Motion spent a decade as Poet Laureate and, three years after relinquishing the role, his views on the laureateship are “finely balanced,” as he puts it. “On the one hand, I’m extremely pleased to have done it and I would do it again. It was an extraordinary and fantastic time, I wrote certain things I would not have otherwise written and I stood in places I wouldn’t have otherwise stood and I was listened to in a way that I wasn’t before.”

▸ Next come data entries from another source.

//! TOML configuration for the registry tool.
//!
//! Values are layered: built-in defaults, then the TOML file, then
//! `SORTINGHAT_*` environment variables. Command-line flags are applied on
//! top by the binary.

use crate::logging::normalize_level;
use log::debug;
use serde::{Deserialize, Serialize};
use std::error::Error;
use std::fmt::{Display, Formatter};
use std::path::{Path, PathBuf};

pub const ENV_DATABASE: &str = "SORTINGHAT_DATABASE";
pub const ENV_LOG_LEVEL: &str = "SORTINGHAT_LOG_LEVEL";
pub const ENV_LOG_DIR: &str = "SORTINGHAT_LOG_DIR";

const DEFAULT_DATABASE_FILE: &str = "sortinghat.db";
const DEFAULT_LOG_LEVEL: &str = "warn";

pub type ConfigResult<T> = Result<T, ConfigError>;

#[derive(Debug)]
pub enum ConfigError {
    Io {
        path: PathBuf,
        source: std::io::Error,
    },
    Parse(String),
    Invalid(String),
}

impl Display for ConfigError {
    fn fmt(&self, f: &mut Formatter<'_>) -> std::fmt::Result {
        match self {
            Self::Io { path, source } => {
                write!(f, "cannot read config file `{}`: {source}", path.display())
            }
            Self::Parse(message) => write!(f, "invalid config file: {message}"),
            Self::Invalid(message) => write!(f, "invalid configuration: {message}"),
        }
    }
}

impl Error for ConfigError {
    fn source(&self) -> Option<&(dyn Error + 'static)> {
        match self {
            Self::Io { source, .. } => Some(source),
            Self::Parse(_) | Self::Invalid(_) => None,
        }
    }
}

/// Top-level configuration.
#[derive(Debug, Clone, Default, PartialEq, Eq, Serialize, Deserialize)]
#[serde(default)]
pub struct SortingHatConfig {
    pub database: DatabaseConfig,
    pub logging: LoggingConfig,
}

/// Registry store location.
#[derive(Debug, Clone, PartialEq, Eq, Serialize, Deserialize)]
#[serde(default)]
pub struct DatabaseConfig {
    /// SQLite file; created on first use.
    pub path: PathBuf,
}

impl Default for DatabaseConfig {
    fn default() -> Self {
        Self {
            path: PathBuf::from(DEFAULT_DATABASE_FILE),
        }
    }
}

#[derive(Debug, Clone, PartialEq, Eq, Serialize, Deserialize)]
#[serde(default)]
pub struct LoggingConfig {
    /// One of `trace|debug|info|warn|error`.
    pub level: String,
    /// Absolute directory for rotating log files. Logs go to stderr when unset.
    pub dir: Option<PathBuf>,
}

impl Default for LoggingConfig {
    fn default() -> Self {
        Self {
            level: DEFAULT_LOG_LEVEL.to_string(),
            dir: None,
        }
    }
}

impl SortingHatConfig {
    pub fn load_from_file(path: impl AsRef<Path>) -> ConfigResult<Self> {
        let path = path.as_ref();
        debug!("event=config_load module=config status=start path={}", path.display());
        let contents = std::fs::read_to_string(path).map_err(|source| ConfigError::Io {
            path: path.to_path_buf(),
            source,
        })?;
        Self::from_toml_str(&contents)
    }

    pub fn from_toml_str(contents: &str) -> ConfigResult<Self> {
        toml::from_str(contents).map_err(|err| ConfigError::Parse(err.to_string()))
    }

    /// Overrides values with `SORTINGHAT_*` process environment variables.
    pub fn apply_env(&mut self) {
        self.apply_env_from(|key| std::env::var(key).ok());
    }

    /// Overrides values using `lookup` as the environment source.
    ///
    /// Blank values are ignored.
    pub fn apply_env_from(&mut self, lookup: impl Fn(&str) -> Option<String>) {
        let value_of = |key: &str| lookup(key).filter(|value| !value.trim().is_empty());

        if let Some(path) = value_of(ENV_DATABASE) {
            self.database.path = PathBuf::from(path);
        }
        if let Some(level) = value_of(ENV_LOG_LEVEL) {
            self.logging.level = level;
        }
        if let Some(dir) = value_of(ENV_LOG_DIR) {
            self.logging.dir = Some(PathBuf::from(dir));
        }
    }

    pub fn validate(&self) -> ConfigResult<()> {
        if self.database.path.as_os_str().is_empty() {
            return Err(ConfigError::Invalid(
                "database.path cannot be empty".to_string(),
            ));
        }
        normalize_level(&self.logging.level).map_err(ConfigError::Invalid)?;
        if let Some(dir) = &self.logging.dir {
            if !dir.is_absolute() {
                return Err(ConfigError::Invalid(format!(
                    "logging.dir must be an absolute path, got `{}`",
                    dir.display()
                )));
            }
        }
        Ok(())
    }
}

#[cfg(test)]
mod tests {
    use super::{ConfigError, SortingHatConfig, ENV_DATABASE, ENV_LOG_LEVEL};
    use std::io::Write;
    use std::path::PathBuf;

    #[test]
    fn defaults_apply_when_sections_are_missing() {
        let config = SortingHatConfig::from_toml_str("").unwrap();
        assert_eq!(config, SortingHatConfig::default());
        assert_eq!(config.database.path, PathBuf::from("sortinghat.db"));
        assert_eq!(config.logging.level, "warn");
        assert!(config.validate().is_ok());
    }

    #[test]
    fn load_from_file_reads_all_sections() {
        let mut file = tempfile::NamedTempFile::new().unwrap();
        writeln!(
            file,
            "[database]\npath = \"/var/lib/sortinghat/registry.db\"\n\n[logging]\nlevel = \"info\"\ndir = \"/var/log/sortinghat\""
        )
        .unwrap();

        let config = SortingHatConfig::load_from_file(file.path()).unwrap();
        assert_eq!(
            config.database.path,
            PathBuf::from("/var/lib/sortinghat/registry.db")
        );
        assert_eq!(config.logging.level, "info");
        assert_eq!(config.logging.dir, Some(PathBuf::from("/var/log/sortinghat")));
    }

    #[test]
    fn missing_file_is_io_error() {
        let dir = tempfile::tempdir().unwrap();
        let err = SortingHatConfig::load_from_file(dir.path().join("absent.toml")).unwrap_err();
        assert!(matches!(err, ConfigError::Io { .. }));
    }

    #[test]
    fn malformed_toml_is_parse_error() {
        let err = SortingHatConfig::from_toml_str("[database\npath = 1").unwrap_err();
        assert!(matches!(err, ConfigError::Parse(_)));
    }

    #[test]
    fn env_overrides_file_values_and_ignores_blanks() {
        let mut config = SortingHatConfig::default();
        config.apply_env_from(|key| match key {
            ENV_DATABASE => Some("/tmp/registry.db".to_string()),
            ENV_LOG_LEVEL => Some("  ".to_string()),
            _ => None,
        });

        assert_eq!(config.database.path, PathBuf::from("/tmp/registry.db"));
        assert_eq!(config.logging.level, "warn");
    }

    #[test]
    fn validate_rejects_bad_level_and_relative_log_dir() {
        let mut config = SortingHatConfig::default();
        config.logging.level = "loud".to_string();
        assert!(matches!(config.validate(), Err(ConfigError::Invalid(_))));

        let mut config = SortingHatConfig::default();
        config.logging.dir = Some(PathBuf::from("logs"));
        let err = config.validate().unwrap_err();
        assert!(err.to_string().contains("absolute"));
    }
}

He is proud, too, of the pivotal role he played in creating the Poetry Archive, the world’s biggest collection of online recordings of poets reading their work, where more than two million poems are listened to each month. “That’s something I wouldn’t have been able to do had I not been Poet Laureate because no-one would have given me the money.” But he admits there was a negative side to the post that he doesn’t miss. “It does take your life over completely and you take a lot of buffeting from some people which becomes silly, tiresome and annoying. So by the end I was very pleased to have done it and at the same time very pleased to have given it up.”

He was pleased, too, that his “old friend” Carol Ann Duffy was given the role. “I was extremely pleased and I think she’s doing a great job.” Despite the difficulties and criticism Motion sometimes encountered, he doesn’t feel the laureateship has become redundant and should be scrapped, it just needs a change of emphasis.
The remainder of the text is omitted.